- [GOAL OF THE EXERCISE]: Each line of the listing below must be returned exactly.

--- TASK INPUT ---

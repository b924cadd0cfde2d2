use std::sync::Arc;
use std::time::Duration;

use cxsync_core::{
    AspectRead, ColumnType, ElementHandle, ElementKind, FieldValue, RemoteNetworkRecord, columns,
};
use cxsync_engine::{
    DedicatedThreadEngine, NetworkService, RemoteTarget, RetryPolicy, SaveParams, StaticTarget,
    SyncBridge, SyncConfig, shared_document,
};
use cxsync_storage::{AttributeStore, GraphDocument, SqliteDocument, StorageError, TableRef};

use crate::init_test_logging;
use crate::remote::{FakeConnector, FakeRemoteStore};

pub const SERVER_URL: &str = "https://fake.example.org/v2";
pub const USERNAME: &str = "alice";
pub const PASSWORD: &str = "secret";

/// A service over an in-memory document and a fake remote store, with the
/// default attempt bound and no delay between attempts.
pub struct TestContext {
    pub service: NetworkService<SqliteDocument>,
    pub remote: Arc<FakeRemoteStore>,
    pub connector: Arc<FakeConnector>,
    pub targets: Arc<StaticTarget>,
    pub engine: Arc<DedicatedThreadEngine>,
}

impl TestContext {
    pub fn new() -> Result<Self, Box<dyn std::error::Error>> {
        let mut config = SyncConfig::default();
        config.retry = RetryPolicy::new(config.retry.max_attempts, Duration::ZERO);
        Self::with_config(config)
    }

    pub fn with_config(config: SyncConfig) -> Result<Self, Box<dyn std::error::Error>> {
        init_test_logging();
        let document = shared_document(SqliteDocument::open_in_memory()?);
        Self::with_document(document, config)
    }

    pub fn with_document(
        document: cxsync_engine::SharedDocument<SqliteDocument>,
        config: SyncConfig,
    ) -> Result<Self, Box<dyn std::error::Error>> {
        let engine = Arc::new(DedicatedThreadEngine::spawn("cxsync-test-engine")?);
        let remote = Arc::new(FakeRemoteStore::new());
        let connector = Arc::new(FakeConnector::new(Arc::clone(&remote)));
        let targets = Arc::new(StaticTarget::new(Some(Self::target())));
        let service = NetworkService::new(
            document,
            SyncBridge::for_engine(Arc::clone(&engine)),
            connector.clone(),
            targets.clone(),
            config,
        );
        Ok(Self {
            service,
            remote,
            connector,
            targets,
            engine,
        })
    }

    pub fn target() -> RemoteTarget {
        RemoteTarget::new(SERVER_URL, USERNAME, PASSWORD)
    }

    pub fn save_params(&self) -> SaveParams {
        SaveParams::new(Self::target())
    }

    /// Runs `f` with the document locked.
    pub fn with_doc<R>(&self, f: impl FnOnce(&mut SqliteDocument) -> R) -> R {
        let mut doc = self.service.document().lock();
        f(&mut doc)
    }

    /// A network of three named nodes on a path `a - b - c`.
    pub fn create_sample_network(&self, name: &str) -> Result<ElementHandle, StorageError> {
        self.with_doc(|doc| {
            let network = doc.create_network(None, name)?;
            let nodes = TableRef::elements(network, ElementKind::Node);
            let edges = TableRef::elements(network, ElementKind::Edge);
            doc.get_or_create_column(nodes, columns::NODE_NAME, ColumnType::Text)?;
            doc.get_or_create_column(edges, columns::EDGE_INTERACTION, ColumnType::Text)?;

            let mut handles = Vec::new();
            for label in ["a", "b", "c"] {
                let node = doc.add_node(network)?;
                doc.set(nodes, node, columns::NODE_NAME, FieldValue::Text(label.into()))?;
                handles.push(node);
            }
            for pair in handles.windows(2) {
                let edge = doc.add_edge(network, pair[0], pair[1])?;
                doc.set(edges, edge, columns::EDGE_INTERACTION, FieldValue::Text("links".into()))?;
            }
            Ok(network)
        })
    }

    pub fn remote_record(
        &self,
        network: ElementHandle,
    ) -> Result<AspectRead<RemoteNetworkRecord>, StorageError> {
        let cache = self.service.cache();
        self.with_doc(|doc| cache.remote_record(&*doc, network))
    }

    pub fn set_remote_record(
        &self,
        network: ElementHandle,
        record: &RemoteNetworkRecord,
    ) -> Result<(), StorageError> {
        let cache = self.service.cache();
        self.with_doc(|doc| cache.set_remote_record(doc, network, record))
    }
}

---

- [PROBLEM SOLUTION]:
repository b924cadd0cfde2d2
use std::sync::Arc;
use std::time::Duration;

use cxsync_core::{
    AspectRead, ColumnType, ElementHandle, ElementKind, FieldValue, RemoteNetworkRecord, columns,
};
use cxsync_engine::{
    DedicatedThreadEngine, NetworkService, RemoteTarget, RetryPolicy, SaveParams, StaticTarget,
    SyncBridge, SyncConfig, shared_document,
};
use cxsync_storage::{AttributeStore, GraphDocument, SqliteDocument, StorageError, TableRef};

use crate::init_test_logging;
use crate::remote::{FakeConnector, FakeRemoteStore};

pub const SERVER_URL: &str = "https://fake.example.org/v2";
pub const USERNAME: &str = "alice";
pub const PASSWORD: &str = "secret";

/// A service over an in-memory document and a fake remote store, with the
/// default attempt bound and no delay between attempts.
pub struct TestContext {
    pub service: NetworkService<SqliteDocument>,
    pub remote: Arc<FakeRemoteStore>,
    pub connector: Arc<FakeConnector>,
    pub targets: Arc<StaticTarget>,
    pub engine: Arc<DedicatedThreadEngine>,
}

impl TestContext {
    pub fn new() -> Result<Self, Box<dyn std::error::Error>> {
        let mut config = SyncConfig::default();
        config.retry = RetryPolicy::new(config.retry.max_attempts, Duration::ZERO);
        Self::with_config(config)
    }

    pub fn with_config(config: SyncConfig) -> Result<Self, Box<dyn std::error::Error>> {
        init_test_logging();
        let document = shared_document(SqliteDocument::open_in_memory()?);
        Self::with_document(document, config)
    }

    pub fn with_document(
        document: cxsync_engine::SharedDocument<SqliteDocument>,
        config: SyncConfig,
    ) -> Result<Self, Box<dyn std::error::Error>> {
        let engine = Arc::new(DedicatedThreadEngine::spawn("cxsync-test-engine")?);
        let remote = Arc::new(FakeRemoteStore::new());
        let connector = Arc::new(FakeConnector::new(Arc::clone(&remote)));
        let targets = Arc::new(StaticTarget::new(Some(Self::target())));
        let service = NetworkService::new(
            document,
            SyncBridge::for_engine(Arc::clone(&engine)),
            connector.clone(),
            targets.clone(),
            config,
        );
        Ok(Self {
            service,
            remote,
            connector,
            targets,
            engine,
        })
    }

    pub fn target() -> RemoteTarget {
        RemoteTarget::new(SERVER_URL, USERNAME, PASSWORD)
    }

    pub fn save_params(&self) -> SaveParams {
        SaveParams::new(Self::target())
    }

    /// Runs `f` with the document locked.
    pub fn with_doc<R>(&self, f: impl FnOnce(&mut SqliteDocument) -> R) -> R {
        let mut doc = self.service.document().lock();
        f(&mut doc)
    }

    /// A network of three named nodes on a path `a - b - c`.
    pub fn create_sample_network(&self, name: &str) -> Result<ElementHandle, StorageError> {
        self.with_doc(|doc| {
            let network = doc.create_network(None, name)?;
            let nodes = TableRef::elements(network, ElementKind::Node);
            let edges = TableRef::elements(network, ElementKind::Edge);
            doc.get_or_create_column(nodes, columns::NODE_NAME, ColumnType::Text)?;
            doc.get_or_create_column(edges, columns::EDGE_INTERACTION, ColumnType::Text)?;

            let mut handles = Vec::new();
            for label in ["a", "b", "c"] {
                let node = doc.add_node(network)?;
                doc.set(nodes, node, columns::NODE_NAME, FieldValue::Text(label.into()))?;
                handles.push(node);
            }
            for pair in handles.windows(2) {
                let edge = doc.add_edge(network, pair[0], pair[1])?;
                doc.set(edges, edge, columns::EDGE_INTERACTION, FieldValue::Text("links".into()))?;
            }
            Ok(network)
        })
    }

    pub fn remote_record(
        &self,
        network: ElementHandle,
    ) -> Result<AspectRead<RemoteNetworkRecord>, StorageError> {
        let cache = self.service.cache();
        self.with_doc(|doc| cache.remote_record(&*doc, network))
    }

    pub fn set_remote_record(
        &self,
        network: ElementHandle,
        record: &RemoteNetworkRecord,
    ) -> Result<(), StorageError> {
        let cache = self.service.cache();
        self.with_doc(|doc| cache.set_remote_record(doc, network, record))
    }
}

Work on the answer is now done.